| Stored items |
········
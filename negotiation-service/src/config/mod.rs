use rust_decimal::Decimal;
use secrecy::Secret;
use serde::Deserialize;
use service_core::config as core_config;
use service_core::error::AppError;
use std::env;
use std::str::FromStr;
use std::time::Duration;

#[derive(Debug, Clone, Deserialize)]
pub struct NegotiationConfig {
    #[serde(flatten)]
    pub common: core_config::Config,
    pub service_name: String,
    pub log_level: String,
    pub otlp_endpoint: Option<String>,
    pub storage: StorageConfig,
    pub catalog_path: String,
    pub negotiation: PolicyConfig,
    pub mandate: MandateConfig,
}

#[derive(Debug, Clone, Copy, PartialEq, Eq, Deserialize)]
#[serde(rename_all = "lowercase")]
pub enum StorageBackend {
    Memory,
    Mongo,
}

#[derive(Debug, Clone, Deserialize)]
pub struct StorageConfig {
    pub backend: StorageBackend,
    pub mongodb: Option<MongoConfig>,
}

#[derive(Debug, Clone, Deserialize)]
pub struct MongoConfig {
    pub uri: Secret<String>,
    pub database: String,
}

#[derive(Debug, Clone, Deserialize)]
pub struct PolicyConfig {
    pub default_max_rounds: u32,
    pub markup_min_percent: Decimal,
    pub markup_max_percent: Decimal,
    pub default_reference_cost: Decimal,
    pub supplier_response_timeout_ms: u64,
}

impl PolicyConfig {
    pub fn supplier_response_timeout(&self) -> Duration {
        Duration::from_millis(self.supplier_response_timeout_ms)
    }
}

#[derive(Debug, Clone, Deserialize)]
pub struct MandateConfig {
    pub issuer: String,
    pub audience: String,
    pub key_id: String,
    pub ttl_hours: i64,
    pub key_bits: usize,
    pub private_key_path: Option<String>,
    pub public_key_path: Option<String>,
}

impl MandateConfig {
    /// Both PEM paths, when configured together.
    pub fn pem_paths(&self) -> Option<(&str, &str)> {
        match (&self.private_key_path, &self.public_key_path) {
            (Some(private), Some(public)) => Some((private.as_str(), public.as_str())),
            _ => None,
        }
    }
}

impl NegotiationConfig {
    pub fn from_env() -> Result<Self, AppError> {
        let common = core_config::Config::load()?;

        let backend = match get_env("STORAGE_BACKEND", Some("memory"))?
            .to_lowercase()
            .as_str()
        {
            "memory" => StorageBackend::Memory,
            "mongo" | "mongodb" => StorageBackend::Mongo,
            other => {
                return Err(AppError::ConfigError(anyhow::anyhow!(
                    "Invalid storage backend: {}",
                    other
                )))
            }
        };

        let mongodb = match backend {
            StorageBackend::Mongo => Some(MongoConfig {
                uri: Secret::new(get_env("MONGODB_URI", None)?),
                database: get_env("MONGODB_DATABASE", None)?,
            }),
            StorageBackend::Memory => None,
        };

        let config = NegotiationConfig {
            common,
            service_name: get_env("SERVICE_NAME", Some("negotiation-service"))?,
            log_level: get_env("LOG_LEVEL", Some("info"))?,
            otlp_endpoint: get_optional_env("OTLP_ENDPOINT"),
            storage: StorageConfig { backend, mongodb },
            catalog_path: get_env("CATALOG_PATH", Some("catalog.json"))?,
            negotiation: PolicyConfig {
                default_max_rounds: parse_env("NEGOTIATION_DEFAULT_MAX_ROUNDS", "3")?,
                markup_min_percent: parse_env("NEGOTIATION_MARKUP_MIN_PERCENT", "5")?,
                markup_max_percent: parse_env("NEGOTIATION_MARKUP_MAX_PERCENT", "15")?,
                default_reference_cost: parse_env("NEGOTIATION_DEFAULT_REFERENCE_COST", "5.00")?,
                supplier_response_timeout_ms: parse_env("SUPPLIER_RESPONSE_TIMEOUT_MS", "5000")?,
            },
            mandate: MandateConfig {
                issuer: get_env("MANDATE_ISSUER", Some("SupplyMind"))?,
                audience: get_env("MANDATE_AUDIENCE", Some("ap2-payment-gateway"))?,
                key_id: get_env("MANDATE_KEY_ID", Some("supplymind-key-001"))?,
                ttl_hours: parse_env("MANDATE_TTL_HOURS", "24")?,
                key_bits: parse_env("MANDATE_KEY_BITS", "2048")?,
                private_key_path: get_optional_env("MANDATE_PRIVATE_KEY_PATH"),
                public_key_path: get_optional_env("MANDATE_PUBLIC_KEY_PATH"),
            },
        };

        config.validate()?;
        Ok(config)
    }

    pub fn validate(&self) -> Result<(), AppError> {
        let policy = &self.negotiation;
        if !(1..=5).contains(&policy.default_max_rounds) {
            return Err(AppError::ConfigError(anyhow::anyhow!(
                "NEGOTIATION_DEFAULT_MAX_ROUNDS must be between 1 and 5"
            )));
        }
        if policy.markup_min_percent < Decimal::ZERO
            || policy.markup_min_percent > policy.markup_max_percent
        {
            return Err(AppError::ConfigError(anyhow::anyhow!(
                "Markup band is invalid: min {} max {}",
                policy.markup_min_percent,
                policy.markup_max_percent
            )));
        }
        if policy.default_reference_cost <= Decimal::ZERO {
            return Err(AppError::ConfigError(anyhow::anyhow!(
                "NEGOTIATION_DEFAULT_REFERENCE_COST must be positive"
            )));
        }
        if self.mandate.ttl_hours <= 0 {
            return Err(AppError::ConfigError(anyhow::anyhow!(
                "MANDATE_TTL_HOURS must be positive"
            )));
        }
        if self.mandate.key_bits < 2048 {
            return Err(AppError::ConfigError(anyhow::anyhow!(
                "MANDATE_KEY_BITS must be at least 2048"
            )));
        }
        if self.mandate.private_key_path.is_some() != self.mandate.public_key_path.is_some() {
            return Err(AppError::ConfigError(anyhow::anyhow!(
                "MANDATE_PRIVATE_KEY_PATH and MANDATE_PUBLIC_KEY_PATH must be set together"
            )));
        }
        Ok(())
    }
}

fn get_env(key: &str, default: Option<&str>) -> Result<String, AppError> {
    match env::var(key) {
        Ok(val) => Ok(val),
        Err(_) => match default {
            Some(def) => Ok(def.to_string()),
            None => Err(AppError::ConfigError(anyhow::anyhow!(format!(
                "{} is required but not set",
                key
            )))),
        },
    }
}

fn get_optional_env(key: &str) -> Option<String> {
    env::var(key).ok().filter(|val| !val.trim().is_empty())
}

fn parse_env<T>(key: &str, default: &str) -> Result<T, AppError>
where
    T: FromStr,
    T::Err: std::fmt::Display,
{
    get_env(key, Some(default))?
        .trim()
        .parse()
        .map_err(|e: T::Err| AppError::ConfigError(anyhow::anyhow!("{}: {}", key, e)))
}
········
| WORK TO COMPLETE |
The answer must be an exact copy of every record above.

| PROBLEM SOLUTION |
filename negotiation-service/src/config/mod.rs
use rust_decimal::Decimal;
use secrecy::Secret;
use serde::Deserialize;
use service_core::config as core_config;
use service_core::error::AppError;
use std::env;
use std::str::FromStr;
use std::time::Duration;

#[derive(Debug, Clone, Deserialize)]
pub struct NegotiationConfig {
    #[serde(flatten)]
    pub common: core_config::Config,
    pub service_name: String,
    pub log_level: String,
    pub otlp_endpoint: Option<String>,
    pub storage: StorageConfig,
    pub catalog_path: String,
    pub negotiation: PolicyConfig,
    pub mandate: MandateConfig,
}

#[derive(Debug, Clone, Copy, PartialEq, Eq, Deserialize)]
#[serde(rename_all = "lowercase")]
pub enum StorageBackend {
    Memory,
    Mongo,
}

#[derive(Debug, Clone, Deserialize)]
pub struct StorageConfig {
    pub backend: StorageBackend,
    pub mongodb: Option<MongoConfig>,
}

#[derive(Debug, Clone, Deserialize)]
pub struct MongoConfig {
    pub uri: Secret<String>,
    pub database: String,
}

#[derive(Debug, Clone, Deserialize)]
pub struct PolicyConfig {
    pub default_max_rounds: u32,
    pub markup_min_percent: Decimal,
    pub markup_max_percent: Decimal,
    pub default_reference_cost: Decimal,
    pub supplier_response_timeout_ms: u64,
}

impl PolicyConfig {
    pub fn supplier_response_timeout(&self) -> Duration {
        Duration::from_millis(self.supplier_response_timeout_ms)
    }
}

#[derive(Debug, Clone, Deserialize)]
pub struct MandateConfig {
    pub issuer: String,
    pub audience: String,
    pub key_id: String,
    pub ttl_hours: i64,
    pub key_bits: usize,
    pub private_key_path: Option<String>,
    pub public_key_path: Option<String>,
}

impl MandateConfig {
    /// Both PEM paths, when configured together.
    pub fn pem_paths(&self) -> Option<(&str, &str)> {
        match (&self.private_key_path, &self.public_key_path) {
            (Some(private), Some(public)) => Some((private.as_str(), public.as_str())),
            _ => None,
        }
    }
}

impl NegotiationConfig {
    pub fn from_env() -> Result<Self, AppError> {
        let common = core_config::Config::load()?;

        let backend = match get_env("STORAGE_BACKEND", Some("memory"))?
            .to_lowercase()
            .as_str()
        {
            "memory" => StorageBackend::Memory,
            "mongo" | "mongodb" => StorageBackend::Mongo,
            other => {
                return Err(AppError::ConfigError(anyhow::anyhow!(
                    "Invalid storage backend: {}",
                    other
                )))
            }
        };

        let mongodb = match backend {
            StorageBackend::Mongo => Some(MongoConfig {
                uri: Secret::new(get_env("MONGODB_URI", None)?),
                database: get_env("MONGODB_DATABASE", None)?,
            }),
            StorageBackend::Memory => None,
        };

        let config = NegotiationConfig {
            common,
            service_name: get_env("SERVICE_NAME", Some("negotiation-service"))?,
            log_level: get_env("LOG_LEVEL", Some("info"))?,
            otlp_endpoint: get_optional_env("OTLP_ENDPOINT"),
            storage: StorageConfig { backend, mongodb },
            catalog_path: get_env("CATALOG_PATH", Some("catalog.json"))?,
            negotiation: PolicyConfig {
                default_max_rounds: parse_env("NEGOTIATION_DEFAULT_MAX_ROUNDS", "3")?,
                markup_min_percent: parse_env("NEGOTIATION_MARKUP_MIN_PERCENT", "5")?,
                markup_max_percent: parse_env("NEGOTIATION_MARKUP_MAX_PERCENT", "15")?,
                default_reference_cost: parse_env("NEGOTIATION_DEFAULT_REFERENCE_COST", "5.00")?,
                supplier_response_timeout_ms: parse_env("SUPPLIER_RESPONSE_TIMEOUT_MS", "5000")?,
            },
            mandate: MandateConfig {
                issuer: get_env("MANDATE_ISSUER", Some("SupplyMind"))?,
                audience: get_env("MANDATE_AUDIENCE", Some("ap2-payment-gateway"))?,
                key_id: get_env("MANDATE_KEY_ID", Some("supplymind-key-001"))?,
                ttl_hours: parse_env("MANDATE_TTL_HOURS", "24")?,
                key_bits: parse_env("MANDATE_KEY_BITS", "2048")?,
                private_key_path: get_optional_env("MANDATE_PRIVATE_KEY_PATH"),
                public_key_path: get_optional_env("MANDATE_PUBLIC_KEY_PATH"),
            },
        };

        config.validate()?;
        Ok(config)
    }

    pub fn validate(&self) -> Result<(), AppError> {
        let policy = &self.negotiation;
        if !(1..=5).contains(&policy.default_max_rounds) {
            return Err(AppError::ConfigError(anyhow::anyhow!(
                "NEGOTIATION_DEFAULT_MAX_ROUNDS must be between 1 and 5"
            )));
        }
        if policy.markup_min_percent < Decimal::ZERO
            || policy.markup_min_percent > policy.markup_max_percent
        {
            return Err(AppError::ConfigError(anyhow::anyhow!(
                "Markup band is invalid: min {} max {}",
                policy.markup_min_percent,
                policy.markup_max_percent
            )));
        }
        if policy.default_reference_cost <= Decimal::ZERO {
            return Err(AppError::ConfigError(anyhow::anyhow!(
                "NEGOTIATION_DEFAULT_REFERENCE_COST must be positive"
            )));
        }
        if self.mandate.ttl_hours <= 0 {
            return Err(AppError::ConfigError(anyhow::anyhow!(
                "MANDATE_TTL_HOURS must be positive"
            )));
        }
        if self.mandate.key_bits < 2048 {
            return Err(AppError::ConfigError(anyhow::anyhow!(
                "MANDATE_KEY_BITS must be at least 2048"
            )));
        }
        if self.mandate.private_key_path.is_some() != self.mandate.public_key_path.is_some() {
            return Err(AppError::ConfigError(anyhow::anyhow!(
                "MANDATE_PRIVATE_KEY_PATH and MANDATE_PUBLIC_KEY_PATH must be set together"
            )));
        }
        Ok(())
    }
}

fn get_env(key: &str, default: Option<&str>) -> Result<String, AppError> {
    match env::var(key) {
        Ok(val) => Ok(val),
        Err(_) => match default {
            Some(def) => Ok(def.to_string()),
            None => Err(AppError::ConfigError(anyhow::anyhow!(format!(
                "{} is required but not set",
                key
            )))),
        },
    }
}

fn get_optional_env(key: &str) -> Option<String> {
    env::var(key).ok().filter(|val| !val.trim().is_empty())
}

fn parse_env<T>(key: &str, default: &str) -> Result<T, AppError>
where
    T: FromStr,
    T::Err: std::fmt::Display,
{
    get_env(key, Some(default))?
        .trim()
        .parse()
        .map_err(|e: T::Err| AppError::ConfigError(anyhow::anyhow!("{}: {}", key, e)))
}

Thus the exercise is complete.